Work required:
Wherever "title" shows up in the records below, copy the whole line.

The data:
—————
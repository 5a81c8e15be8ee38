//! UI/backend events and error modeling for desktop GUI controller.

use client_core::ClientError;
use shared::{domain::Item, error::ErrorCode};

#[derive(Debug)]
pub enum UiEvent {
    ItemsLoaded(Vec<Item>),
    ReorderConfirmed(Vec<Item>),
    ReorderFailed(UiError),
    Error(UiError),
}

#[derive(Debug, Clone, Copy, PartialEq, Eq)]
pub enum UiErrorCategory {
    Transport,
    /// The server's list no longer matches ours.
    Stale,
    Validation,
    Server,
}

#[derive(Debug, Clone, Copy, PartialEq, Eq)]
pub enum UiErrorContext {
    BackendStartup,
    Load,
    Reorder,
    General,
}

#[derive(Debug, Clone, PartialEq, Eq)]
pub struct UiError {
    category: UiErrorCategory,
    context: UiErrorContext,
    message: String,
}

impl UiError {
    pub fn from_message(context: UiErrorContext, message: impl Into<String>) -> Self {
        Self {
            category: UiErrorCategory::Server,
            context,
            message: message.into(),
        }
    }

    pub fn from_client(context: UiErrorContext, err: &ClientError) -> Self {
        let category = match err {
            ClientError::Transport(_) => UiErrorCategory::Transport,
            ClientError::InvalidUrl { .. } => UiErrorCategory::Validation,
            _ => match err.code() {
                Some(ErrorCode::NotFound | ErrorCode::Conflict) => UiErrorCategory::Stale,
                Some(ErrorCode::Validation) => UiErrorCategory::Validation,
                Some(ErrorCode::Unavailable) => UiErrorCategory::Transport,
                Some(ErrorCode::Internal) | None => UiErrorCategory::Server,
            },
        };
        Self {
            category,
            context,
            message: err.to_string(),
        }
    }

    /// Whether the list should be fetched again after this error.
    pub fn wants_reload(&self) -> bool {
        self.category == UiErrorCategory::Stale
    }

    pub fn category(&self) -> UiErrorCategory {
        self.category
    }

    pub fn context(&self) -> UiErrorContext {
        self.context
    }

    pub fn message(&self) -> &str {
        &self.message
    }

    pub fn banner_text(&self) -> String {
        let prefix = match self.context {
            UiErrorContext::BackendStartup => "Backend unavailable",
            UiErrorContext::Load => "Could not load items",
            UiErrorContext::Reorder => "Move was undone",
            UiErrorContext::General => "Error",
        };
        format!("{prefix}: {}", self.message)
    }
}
—————
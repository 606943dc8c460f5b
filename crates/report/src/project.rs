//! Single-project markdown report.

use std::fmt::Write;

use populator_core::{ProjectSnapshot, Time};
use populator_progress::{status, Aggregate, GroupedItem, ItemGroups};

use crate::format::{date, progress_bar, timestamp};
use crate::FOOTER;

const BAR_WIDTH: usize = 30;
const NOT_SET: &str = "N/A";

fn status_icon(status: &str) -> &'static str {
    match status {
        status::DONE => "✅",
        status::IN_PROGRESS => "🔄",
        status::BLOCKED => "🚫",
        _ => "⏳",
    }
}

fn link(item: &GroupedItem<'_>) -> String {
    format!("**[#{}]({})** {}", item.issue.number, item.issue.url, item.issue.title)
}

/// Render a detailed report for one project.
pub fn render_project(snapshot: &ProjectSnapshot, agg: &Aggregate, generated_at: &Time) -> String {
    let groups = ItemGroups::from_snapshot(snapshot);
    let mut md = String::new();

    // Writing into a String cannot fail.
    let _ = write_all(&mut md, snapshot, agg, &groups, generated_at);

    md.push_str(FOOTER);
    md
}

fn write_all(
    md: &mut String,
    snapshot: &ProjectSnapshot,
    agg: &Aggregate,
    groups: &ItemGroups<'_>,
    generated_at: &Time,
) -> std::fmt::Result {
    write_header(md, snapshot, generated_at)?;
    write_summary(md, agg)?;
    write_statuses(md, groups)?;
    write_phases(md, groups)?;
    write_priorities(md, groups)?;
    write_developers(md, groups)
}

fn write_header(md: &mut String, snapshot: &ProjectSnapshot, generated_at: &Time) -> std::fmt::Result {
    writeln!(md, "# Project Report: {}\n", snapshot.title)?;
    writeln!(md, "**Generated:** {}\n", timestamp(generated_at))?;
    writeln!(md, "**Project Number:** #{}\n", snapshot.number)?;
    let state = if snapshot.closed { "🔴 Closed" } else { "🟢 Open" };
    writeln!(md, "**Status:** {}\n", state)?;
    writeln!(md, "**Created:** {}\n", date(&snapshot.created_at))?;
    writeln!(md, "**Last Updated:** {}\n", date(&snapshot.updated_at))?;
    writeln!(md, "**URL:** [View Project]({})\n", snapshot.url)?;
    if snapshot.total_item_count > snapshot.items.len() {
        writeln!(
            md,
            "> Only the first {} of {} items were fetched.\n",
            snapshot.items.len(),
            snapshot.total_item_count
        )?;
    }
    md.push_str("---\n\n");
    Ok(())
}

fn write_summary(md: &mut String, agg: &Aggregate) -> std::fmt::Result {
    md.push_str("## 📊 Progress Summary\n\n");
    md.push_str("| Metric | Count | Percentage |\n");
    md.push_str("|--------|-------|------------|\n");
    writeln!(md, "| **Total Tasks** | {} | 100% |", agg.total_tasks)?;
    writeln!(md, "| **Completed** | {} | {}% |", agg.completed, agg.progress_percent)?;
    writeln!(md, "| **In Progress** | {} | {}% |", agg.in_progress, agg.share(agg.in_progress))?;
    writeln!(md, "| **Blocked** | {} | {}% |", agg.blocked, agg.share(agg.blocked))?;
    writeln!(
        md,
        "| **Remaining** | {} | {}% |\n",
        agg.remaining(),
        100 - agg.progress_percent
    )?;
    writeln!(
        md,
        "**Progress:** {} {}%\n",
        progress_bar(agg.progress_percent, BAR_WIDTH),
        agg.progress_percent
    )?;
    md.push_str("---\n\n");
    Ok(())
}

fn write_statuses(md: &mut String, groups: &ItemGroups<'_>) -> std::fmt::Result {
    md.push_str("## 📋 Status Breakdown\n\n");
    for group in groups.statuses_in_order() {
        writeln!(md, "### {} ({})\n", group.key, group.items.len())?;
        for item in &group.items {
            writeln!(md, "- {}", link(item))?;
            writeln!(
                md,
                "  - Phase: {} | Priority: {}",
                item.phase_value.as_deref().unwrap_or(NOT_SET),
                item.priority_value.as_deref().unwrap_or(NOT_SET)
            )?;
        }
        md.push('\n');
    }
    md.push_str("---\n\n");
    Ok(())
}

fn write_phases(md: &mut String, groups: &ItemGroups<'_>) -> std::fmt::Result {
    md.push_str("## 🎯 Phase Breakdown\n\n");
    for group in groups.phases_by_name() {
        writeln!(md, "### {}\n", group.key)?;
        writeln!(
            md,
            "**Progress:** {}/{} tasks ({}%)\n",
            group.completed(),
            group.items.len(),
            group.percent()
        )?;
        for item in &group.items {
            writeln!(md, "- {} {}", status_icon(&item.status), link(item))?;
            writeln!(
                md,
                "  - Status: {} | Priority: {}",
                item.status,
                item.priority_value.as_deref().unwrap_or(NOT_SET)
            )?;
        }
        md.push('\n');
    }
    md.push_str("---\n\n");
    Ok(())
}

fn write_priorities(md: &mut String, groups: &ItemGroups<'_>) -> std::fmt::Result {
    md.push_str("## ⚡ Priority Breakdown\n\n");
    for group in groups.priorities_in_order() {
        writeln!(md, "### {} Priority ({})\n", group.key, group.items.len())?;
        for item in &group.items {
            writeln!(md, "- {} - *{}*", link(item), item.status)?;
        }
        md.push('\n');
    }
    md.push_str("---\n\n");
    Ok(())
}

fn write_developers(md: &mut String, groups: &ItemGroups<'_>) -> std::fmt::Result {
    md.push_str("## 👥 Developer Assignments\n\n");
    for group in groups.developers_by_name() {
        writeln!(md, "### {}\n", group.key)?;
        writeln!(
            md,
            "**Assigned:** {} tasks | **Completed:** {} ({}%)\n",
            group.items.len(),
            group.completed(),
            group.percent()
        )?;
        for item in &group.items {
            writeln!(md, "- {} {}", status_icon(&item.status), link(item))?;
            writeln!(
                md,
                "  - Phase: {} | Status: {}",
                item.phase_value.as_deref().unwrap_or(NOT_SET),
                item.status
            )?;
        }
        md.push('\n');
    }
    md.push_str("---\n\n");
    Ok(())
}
—————
Answer area:
    format!("**[#{}]({})** {}", item.issue.number, item.issue.url, item.issue.title)
    writeln!(md, "# Project Report: {}\n", snapshot.title)?;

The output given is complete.